— Try it —
Where does the word "MockProvider" appear in the data? Copy every line that holds it.
*** Opening of Data listing ***
//! Scripted provider for exercising the fallback logic without network access.

use crate::error::{ErrorKind, ProviderError};
use crate::translate::{Provider, TranslationOptions};
use async_trait::async_trait;
use std::sync::atomic::{AtomicBool, AtomicUsize, Ordering};
use std::sync::Mutex;

/// How a [`MockProvider`] answers each call.
#[derive(Debug, Clone)]
pub enum MockMode {
    /// Append the target language: "hello" → "hello_es".
    Suffix,
    /// Every call fails with this kind. `RateLimit` also marks the mock unavailable.
    Fail(ErrorKind),
    /// Succeed (as `Suffix`) for the first `n` calls, then fail with the given kind.
    FailAfter(usize, ErrorKind),
}

pub struct MockProvider {
    name: String,
    mode: MockMode,
    available: AtomicBool,
    calls: AtomicUsize,
    received: Mutex<Vec<String>>,
}

impl MockProvider {
    pub fn new(name: impl Into<String>, mode: MockMode) -> Self {
        Self {
            name: name.into(),
            mode,
            available: AtomicBool::new(true),
            calls: AtomicUsize::new(0),
            received: Mutex::new(Vec::new()),
        }
    }

    /// Start out unavailable, as if throttled by an earlier call.
    pub fn unavailable(self) -> Self {
        self.available.store(false, Ordering::SeqCst);
        self
    }

    pub fn set_available(&self, available: bool) {
        self.available.store(available, Ordering::SeqCst);
    }

    /// Number of times `translate` was invoked.
    pub fn calls(&self) -> usize {
        self.calls.load(Ordering::SeqCst)
    }

    /// Texts received, in call order.
    pub fn received(&self) -> Vec<String> {
        self.received
            .lock()
            .map(|texts| texts.clone())
            .unwrap_or_default()
    }

    fn fail(&self, kind: ErrorKind) -> ProviderError {
        if kind == ErrorKind::RateLimit {
            self.available.store(false, Ordering::SeqCst);
            return ProviderError::rate_limit(&self.name);
        }
        ProviderError::new(kind, &self.name, "Mock failure")
    }
}

#[async_trait]
impl Provider for MockProvider {
    fn name(&self) -> &str {
        &self.name
    }

    async fn translate(
        &self,
        text: &str,
        options: &TranslationOptions,
    ) -> Result<String, ProviderError> {
        let call = self.calls.fetch_add(1, Ordering::SeqCst);
        if let Ok(mut received) = self.received.lock() {
            received.push(text.to_string());
        }

        match self.mode {
            MockMode::Suffix => Ok(format!("{}_{}", text, options.target_language)),
            MockMode::Fail(kind) => Err(self.fail(kind)),
            MockMode::FailAfter(n, _) if call < n => {
                Ok(format!("{}_{}", text, options.target_language))
            }
            MockMode::FailAfter(_, kind) => Err(self.fail(kind)),
        }
    }

    fn is_available(&self) -> bool {
        self.available.load(Ordering::SeqCst)
    }
}

#[cfg(test)]
mod tests {
    use super::*;

    #[tokio::test]
    async fn test_suffix_mode() {
        let mock = MockProvider::new("Mock", MockMode::Suffix);
        let result = mock
            .translate("hello", &TranslationOptions::new("fr"))
            .await
            .unwrap();
        assert_eq!(result, "hello_fr");
        assert_eq!(mock.calls(), 1);
        assert_eq!(mock.received(), vec!["hello"]);
    }

    #[tokio::test]
    async fn test_rate_limit_marks_unavailable() {
        let mock = MockProvider::new("Mock", MockMode::Fail(ErrorKind::RateLimit));
        assert!(mock.is_available());
        let err = mock
            .translate("hello", &TranslationOptions::new("fr"))
            .await
            .unwrap_err();
        assert!(err.is_rate_limit());
        assert!(!mock.is_available());
    }

    #[test]
    fn test_unavailable_still_answers_direct_calls() {
        let mock = MockProvider::new("Mock", MockMode::Suffix).unavailable();
        assert!(!mock.is_available());

        // Skipping unavailable providers is the orchestrator's job.
        let result = tokio_test::block_on(mock.translate("hi", &TranslationOptions::new("it")));
        assert_eq!(result.unwrap(), "hi_it");

        mock.set_available(true);
        assert!(mock.is_available());
    }

    #[tokio::test]
    async fn test_fail_after() {
        let mock = MockProvider::new("Mock", MockMode::FailAfter(1, ErrorKind::Network));
        let options = TranslationOptions::new("de");
        assert!(mock.translate("a", &options).await.is_ok());
        let err = mock.translate("b", &options).await.unwrap_err();
        assert_eq!(err.kind, ErrorKind::Network);
        assert!(mock.is_available());
    }
}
*** Close of Data listing ***
— Written solution —
/// How a [`MockProvider`] answers each call.
pub struct MockProvider {
impl MockProvider {
impl Provider for MockProvider {
        let mock = MockProvider::new("Mock", MockMode::Suffix);
        let mock = MockProvider::new("Mock", MockMode::Fail(ErrorKind::RateLimit));
        let mock = MockProvider::new("Mock", MockMode::Suffix).unavailable();
        let mock = MockProvider::new("Mock", MockMode::FailAfter(1, ErrorKind::Network));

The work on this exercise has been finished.